Well, as both a futurist, a technologist, and a sometime geek, let me take a few minutes to differ on that score. There are places where XML workflow makes a lot of sense—journals, or newspapers, or other “throughput” publishers. But for book publishers, there may be a different equation.
A few hundred dollars to an offshore vendor can transform a final PDF of a book into an archival-quality TEI-Lite XML form, an .epub ebook format, and almost any other format you’d want. One has to stop and do some math, before going too far down the path of revolutionizing your workflow processes.

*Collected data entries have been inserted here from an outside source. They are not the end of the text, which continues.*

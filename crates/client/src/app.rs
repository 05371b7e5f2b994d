//! Application wiring: the explicit initialization phase.
//!
//! The session is loaded exactly once, here, before the API client and the
//! route guard that share it are built.

use std::sync::Arc;

use crate::api::ApiClient;
use crate::config::ClientConfig;
use crate::guard::RouteGuard;
use crate::session::SessionStore;
use crate::storage::Storage;

/// Shared client state handed to whatever drives navigation and requests.
#[derive(Clone)]
pub struct AppState {
    pub config: ClientConfig,
    pub session: Arc<SessionStore>,
    pub api: Arc<ApiClient>,
    pub guard: Arc<RouteGuard>,
}

impl AppState {
    /// Load the session from `storage` and build the client stack around it.
    pub fn open(config: ClientConfig, storage: Arc<dyn Storage>) -> Self {
        let session = Arc::new(SessionStore::open(storage));
        let api = Arc::new(ApiClient::new(config.api_base.clone(), session.clone()));
        let guard = Arc::new(RouteGuard::new(
            session.clone(),
            api.clone(),
            config.default_tenant.clone(),
        ));

        tracing::debug!(
            api_base = %config.api_base,
            authenticated = session.is_authenticated(),
            "client state initialized"
        );

        Self {
            config,
            session,
            api,
            guard,
        }
    }
}
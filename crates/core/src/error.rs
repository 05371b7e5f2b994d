//! Domain error model.

use thiserror::Error;

/// Domain-level error.
///
/// Keep this focused on deterministic validation failures. Transport and
/// storage errors live in the crates that own those concerns.
#[derive(Debug, Error, Clone, PartialEq, Eq)]
pub enum DomainError {
    /// A tenant slug was invalid.
    #[error("invalid tenant slug: {0}")]
    InvalidTenant(String),
}

impl DomainError {
    pub fn invalid_tenant(msg: impl Into<String>) -> Self {
        Self::InvalidTenant(msg.into())
    }
}
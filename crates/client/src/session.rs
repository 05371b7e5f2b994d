//! Session store: current identity, token pair and active tenant.
//!
//! The store owns its state and writes every mutation through to a
//! [`Storage`] backend before returning. It is shared as `Arc<SessionStore>`
//! between the API client and the route guard.

use std::sync::{Arc, Mutex, MutexGuard, PoisonError};

use serde::{Deserialize, Serialize};

use loyalty_auth::{AuthPayload, TokenPair, User};
use loyalty_core::TenantSlug;

use crate::storage::{Storage, StorageError};

/// Storage key of the persisted session blob.
pub const STORAGE_KEY: &str = "auth";

/// Snapshot of the session. All fields absent means "logged out".
#[derive(Debug, Clone, Default, PartialEq, Eq, Serialize, Deserialize)]
pub struct Session {
    #[serde(default)]
    pub user: Option<User>,
    #[serde(default)]
    pub tokens: Option<TokenPair>,
    #[serde(default)]
    pub tenant: Option<TenantSlug>,
}

impl Session {
    pub fn is_empty(&self) -> bool {
        self.user.is_none() && self.tokens.is_none() && self.tenant.is_none()
    }

    pub fn access_token(&self) -> Option<&str> {
        self.tokens
            .as_ref()
            .map(|t| t.access.as_str())
            .filter(|a| !a.is_empty())
    }
}

impl From<AuthPayload> for Session {
    fn from(payload: AuthPayload) -> Self {
        Self {
            user: Some(payload.user),
            tokens: Some(payload.tokens),
            tenant: Some(payload.tenant),
        }
    }
}

pub struct SessionStore {
    storage: Arc<dyn Storage>,
    state: Mutex<Session>,
}

impl SessionStore {
    /// Create an empty, *unloaded* store.
    ///
    /// Most callers want [`SessionStore::open`]; this exists for code that
    /// deliberately works against persisted state without loading it.
    pub fn new(storage: Arc<dyn Storage>) -> Self {
        Self {
            storage,
            state: Mutex::new(Session::default()),
        }
    }

    /// Create a store and load the persisted session into it.
    ///
    /// This is the initialization phase: build the store with `open` before
    /// constructing the guard or API client that share it.
    pub fn open(storage: Arc<dyn Storage>) -> Self {
        let store = Self::new(storage);
        store.load();
        store
    }

    /// Replace in-memory state with the persisted blob.
    ///
    /// A missing, unreadable or corrupt blob yields an empty session; nothing
    /// is surfaced to the caller.
    pub fn load(&self) {
        let loaded = self.read_persisted().unwrap_or_default();
        tracing::debug!(
            has_user = loaded.user.is_some(),
            has_tokens = loaded.tokens.is_some(),
            tenant = loaded.tenant.as_ref().map(TenantSlug::as_str),
            "session loaded"
        );
        *self.state() = loaded;
    }

    /// Replace user, tokens and tenant together and persist.
    pub fn set_auth(&self, payload: AuthPayload) -> Result<(), StorageError> {
        let session = Session::from(payload);
        *self.state() = session.clone();
        tracing::info!(
            tenant = session.tenant.as_ref().map(TenantSlug::as_str),
            "session established"
        );
        self.persist(&session)
    }

    /// Replace only the token pair.
    ///
    /// `user` and `tenant` are kept; when the in-memory copies are unset (a
    /// store that was never loaded) the persisted values are adopted instead.
    pub fn update_tokens(&self, tokens: TokenPair) -> Result<(), StorageError> {
        let session = {
            let mut state = self.state();
            state.tokens = Some(tokens);
            if state.user.is_none() || state.tenant.is_none() {
                let stored = self.read_persisted().unwrap_or_default();
                if state.user.is_none() {
                    state.user = stored.user;
                }
                if state.tenant.is_none() {
                    state.tenant = stored.tenant;
                }
            }
            state.clone()
        };
        tracing::debug!("session tokens replaced");
        self.persist(&session)
    }

    /// Merge a re-fetched identity, keeping tokens and tenant.
    pub fn set_user(&self, user: User) -> Result<(), StorageError> {
        let session = {
            let mut state = self.state();
            state.user = Some(user);
            state.clone()
        };
        self.persist(&session)
    }

    /// Clear everything and drop the persisted blob.
    ///
    /// If the blob cannot be removed it is overwritten with an empty session,
    /// so the persisted-token fallback cannot bring the old tokens back. The
    /// removal error is still returned.
    pub fn logout(&self) -> Result<(), StorageError> {
        *self.state() = Session::default();
        tracing::info!("session cleared");
        self.storage.remove(STORAGE_KEY).inspect_err(|err| {
            tracing::warn!(error = %err, "failed to remove persisted session; blanking it");
            if let Err(err) = self.persist(&Session::default()) {
                tracing::warn!(error = %err, "failed to blank persisted session");
            }
        })
    }

    pub fn snapshot(&self) -> Session {
        self.state().clone()
    }

    pub fn user(&self) -> Option<User> {
        self.state().user.clone()
    }

    pub fn tenant(&self) -> Option<TenantSlug> {
        self.state().tenant.clone()
    }

    /// Current access token; falls back to the persisted copy when the
    /// in-memory session has none.
    pub fn access_token(&self) -> Option<String> {
        if let Some(access) = self.state().access_token() {
            return Some(access.to_string());
        }
        self.read_persisted()
            .and_then(|s| s.access_token().map(str::to_string))
    }

    /// Current refresh token, with the same persisted fallback as
    /// [`SessionStore::access_token`].
    pub fn refresh_token(&self) -> Option<String> {
        let in_memory = self.state().tokens.as_ref().map(|t| t.refresh.clone());
        in_memory
            .or_else(|| self.read_persisted().and_then(|s| s.tokens).map(|t| t.refresh))
            .filter(|r| !r.is_empty())
    }

    pub fn is_authenticated(&self) -> bool {
        self.access_token().is_some()
    }

    fn state(&self) -> MutexGuard<'_, Session> {
        self.state.lock().unwrap_or_else(PoisonError::into_inner)
    }

    fn read_persisted(&self) -> Option<Session> {
        let raw = match self.storage.get(STORAGE_KEY) {
            Ok(Some(raw)) => raw,
            Ok(None) => return None,
            Err(err) => {
                tracing::warn!(error = %err, "failed to read persisted session");
                return None;
            }
        };

        match serde_json::from_str::<Session>(&raw) {
            Ok(session) => Some(session),
            Err(err) => {
                tracing::warn!(error = %err, "ignoring corrupt persisted session");
                None
            }
        }
    }

    fn persist(&self, session: &Session) -> Result<(), StorageError> {
        let raw = serde_json::to_string(session).map_err(|e| {
            StorageError::Unavailable(format!("failed to serialize session: {e}"))
        })?;
        self.storage.set(STORAGE_KEY, &raw)
    }
}

impl core::fmt::Debug for SessionStore {
    fn fmt(&self, f: &mut core::fmt::Formatter<'_>) -> core::fmt::Result {
        f.debug_struct("SessionStore")
            .field("state", &*self.state())
            .finish_non_exhaustive()
    }
}
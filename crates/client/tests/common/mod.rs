//! In-process mock of the loyalty REST API.

#![allow(dead_code)]

use std::sync::atomic::{AtomicUsize, Ordering};
use std::sync::{Arc, Mutex};

use axum::extract::{Path, State};
use axum::http::header::AUTHORIZATION;
use axum::http::{HeaderMap, StatusCode};
use axum::response::{IntoResponse, Response};
use axum::routing::{get, post};
use axum::{Json, Router};
use serde_json::{Value, json};

use loyalty_client::{ApiClient, MemoryStorage, SessionStore};

/// How `POST /auth/refresh` behaves.
#[derive(Debug, Clone, Copy, PartialEq, Eq)]
pub enum RefreshMode {
    /// Issue `access-2`/`refresh-2` and start accepting `access-2`.
    Rotate,
    /// Answer 401.
    Reject,
    /// Answer 200 without an access token.
    MissingAccess,
    /// Issue a token the API will still reject.
    IssueStale,
    /// Drop the connection without answering.
    Hangup,
}

pub struct MockApi {
    refresh_calls: AtomicUsize,
    secure_calls: AtomicUsize,
    me_calls: AtomicUsize,
    valid_access: Mutex<String>,
    refresh_mode: Mutex<RefreshMode>,
    role: Mutex<String>,
    last_refresh_presented: Mutex<Option<String>>,
}

impl MockApi {
    fn new() -> Self {
        Self {
            refresh_calls: AtomicUsize::new(0),
            secure_calls: AtomicUsize::new(0),
            me_calls: AtomicUsize::new(0),
            valid_access: Mutex::new("access-1".to_string()),
            refresh_mode: Mutex::new(RefreshMode::Rotate),
            role: Mutex::new("CLIENT".to_string()),
            last_refresh_presented: Mutex::new(None),
        }
    }

    pub fn accept_access(&self, token: &str) {
        *self.valid_access.lock().unwrap() = token.to_string();
    }

    pub fn set_refresh_mode(&self, mode: RefreshMode) {
        *self.refresh_mode.lock().unwrap() = mode;
    }

    pub fn set_role(&self, role: &str) {
        *self.role.lock().unwrap() = role.to_string();
    }

    pub fn refresh_calls(&self) -> usize {
        self.refresh_calls.load(Ordering::SeqCst)
    }

    pub fn secure_calls(&self) -> usize {
        self.secure_calls.load(Ordering::SeqCst)
    }

    pub fn me_calls(&self) -> usize {
        self.me_calls.load(Ordering::SeqCst)
    }

    pub fn last_refresh_presented(&self) -> Option<String> {
        self.last_refresh_presented.lock().unwrap().clone()
    }

    fn authorized(&self, headers: &HeaderMap) -> bool {
        let expected = format!("Bearer {}", self.valid_access.lock().unwrap());
        headers
            .get(AUTHORIZATION)
            .and_then(|v| v.to_str().ok())
            .is_some_and(|v| v == expected)
    }
}

fn unauthorized() -> Response {
    (
        StatusCode::UNAUTHORIZED,
        Json(json!({ "detail": "Not authenticated" })),
    )
        .into_response()
}

async fn refresh(State(mock): State<Arc<MockApi>>, Json(body): Json<Value>) -> Response {
    mock.refresh_calls.fetch_add(1, Ordering::SeqCst);
    *mock.last_refresh_presented.lock().unwrap() =
        body.get("refresh").and_then(Value::as_str).map(str::to_string);

    let mode = *mock.refresh_mode.lock().unwrap();
    match mode {
        RefreshMode::Rotate => {
            mock.accept_access("access-2");
            Json(json!({ "access": "access-2", "refresh": "refresh-2" })).into_response()
        }
        RefreshMode::Reject => (
            StatusCode::UNAUTHORIZED,
            Json(json!({ "detail": "Token expired" })),
        )
            .into_response(),
        RefreshMode::MissingAccess => Json(json!({ "refresh": "refresh-9" })).into_response(),
        RefreshMode::IssueStale => {
            Json(json!({ "access": "stale", "refresh": "refresh-2" })).into_response()
        }
        // Unwinding out of the handler makes hyper close the connection.
        RefreshMode::Hangup => panic!("refresh connection dropped"),
    }
}

async fn me(
    State(mock): State<Arc<MockApi>>,
    Path(tenant): Path<String>,
    headers: HeaderMap,
) -> Response {
    mock.me_calls.fetch_add(1, Ordering::SeqCst);
    if !mock.authorized(&headers) {
        return unauthorized();
    }
    let role = mock.role.lock().unwrap().clone();
    Json(json!({
        "id": 7,
        "email": format!("user@{tenant}.test"),
        "phone": null,
        "phone_verified": false,
        "email_verified": true,
        "role": role,
    }))
    .into_response()
}

async fn login(Path(tenant): Path<String>, Json(body): Json<Value>) -> Response {
    let email = body.get("email").and_then(Value::as_str);
    let password = body.get("password").and_then(Value::as_str);
    if email != Some("cashier@demo.test") || password != Some("secret") {
        return (
            StatusCode::UNAUTHORIZED,
            Json(json!({ "detail": "Invalid credentials", "code": "INVALID_CREDENTIALS" })),
        )
            .into_response();
    }
    Json(json!({
        "user": {
            "id": 3,
            "email": format!("cashier@{tenant}.test"),
            "phone": null,
            "phone_verified": false,
            "email_verified": true,
            "role": "CASHIER",
        },
        "tokens": { "access": "access-1", "refresh": "refresh-1" },
    }))
    .into_response()
}

async fn secure(State(mock): State<Arc<MockApi>>, headers: HeaderMap) -> Response {
    mock.secure_calls.fetch_add(1, Ordering::SeqCst);
    if !mock.authorized(&headers) {
        return unauthorized();
    }
    Json(json!({ "ok": true })).into_response()
}

async fn echo_auth(headers: HeaderMap) -> Json<Value> {
    let auth = headers
        .get(AUTHORIZATION)
        .and_then(|v| v.to_str().ok())
        .map(str::to_string);
    Json(json!({ "authorization": auth }))
}

async fn empty() -> StatusCode {
    StatusCode::OK
}

async fn failing() -> Response {
    (
        StatusCode::UNPROCESSABLE_ENTITY,
        Json(json!({ "message": "Not enough points", "code": "INSUFFICIENT_POINTS" })),
    )
        .into_response()
}

async fn healthz() -> &'static str {
    "ok"
}

pub struct TestServer {
    /// API base including the `/api/v1` prefix.
    pub base_url: String,
    pub mock: Arc<MockApi>,
    handle: tokio::task::JoinHandle<()>,
}

impl TestServer {
    pub async fn spawn() -> Self {
        let mock = Arc::new(MockApi::new());

        let api = Router::new()
            .route("/auth/refresh", post(refresh))
            .route("/:tenant/auth/me", get(me))
            .route("/:tenant/auth/login", post(login))
            .route("/secure", get(secure))
            .route("/echo-auth", get(echo_auth))
            .route("/empty", get(empty))
            .route("/failing", get(failing));

        let app = Router::new()
            .route("/healthz", get(healthz))
            .nest("/api/v1", api)
            .with_state(mock.clone());

        let listener = tokio::net::TcpListener::bind("127.0.0.1:0")
            .await
            .expect("failed to bind ephemeral port");
        let addr = listener.local_addr().unwrap();
        let base_url = format!("http://{addr}/api/v1");

        let handle = tokio::spawn(async move {
            axum::serve(listener, app).await.unwrap();
        });

        Self {
            base_url,
            mock,
            handle,
        }
    }

    /// A client over a fresh in-memory session. The storage handle is
    /// returned so tests can inspect what was persisted.
    pub fn client(&self) -> (ApiClient, Arc<SessionStore>, MemoryStorage) {
        let storage = MemoryStorage::new();
        let session = Arc::new(SessionStore::open(Arc::new(storage.clone())));
        let client = ApiClient::new(self.base_url.clone(), session.clone());
        (client, session, storage)
    }
}

impl Drop for TestServer {
    fn drop(&mut self) {
        self.handle.abort();
    }
}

At the National Academies Press, we publish about 180 books a year. While we have been revisiting this “XML workflow” question every 18 months or so for about five years, we have yet to come to a conclusion that it makes sense. We currently send our PDFs to an offshore service upon release, and in a few weeks receive back several versions of the book in XML (and HTML) formats.
The full costs of changing to “XML workflow” include the cost of training (not just compositors, but editors) in a new process and workflow; the cost of transformation and disruption (it’s not a switch that can be clicked, but rather a fundamental process change); the cost of frustration (which is never free); not to mention the substantial cost of new software.
The touted benefits of a full XML workflow generally fall into the category of “better chunks” (being able to sell chapters, repurpose content, or license items, more easily); of getting editorial participation via mark-up early in the process; of being able to have quasi-composition ahead of final composition; of intersecting with “content management systems” that allow easier handling of many documents.
But unless you’re a book publisher who produces more than a 300 books a year, or who have a real market in realtime-licensing of content upon release, or who can justify the cost and disruption in other ways, then it’s probably best to just wait for awhile – wait for the XML workflow to make sense financially, and wait a bit for the XML and the epub version of the books.
Two to three weeks of waiting, and a few hundred dollars per title, is not a dramatic penalty to pay for avoiding the pain of a learning curve whose benefits may be small.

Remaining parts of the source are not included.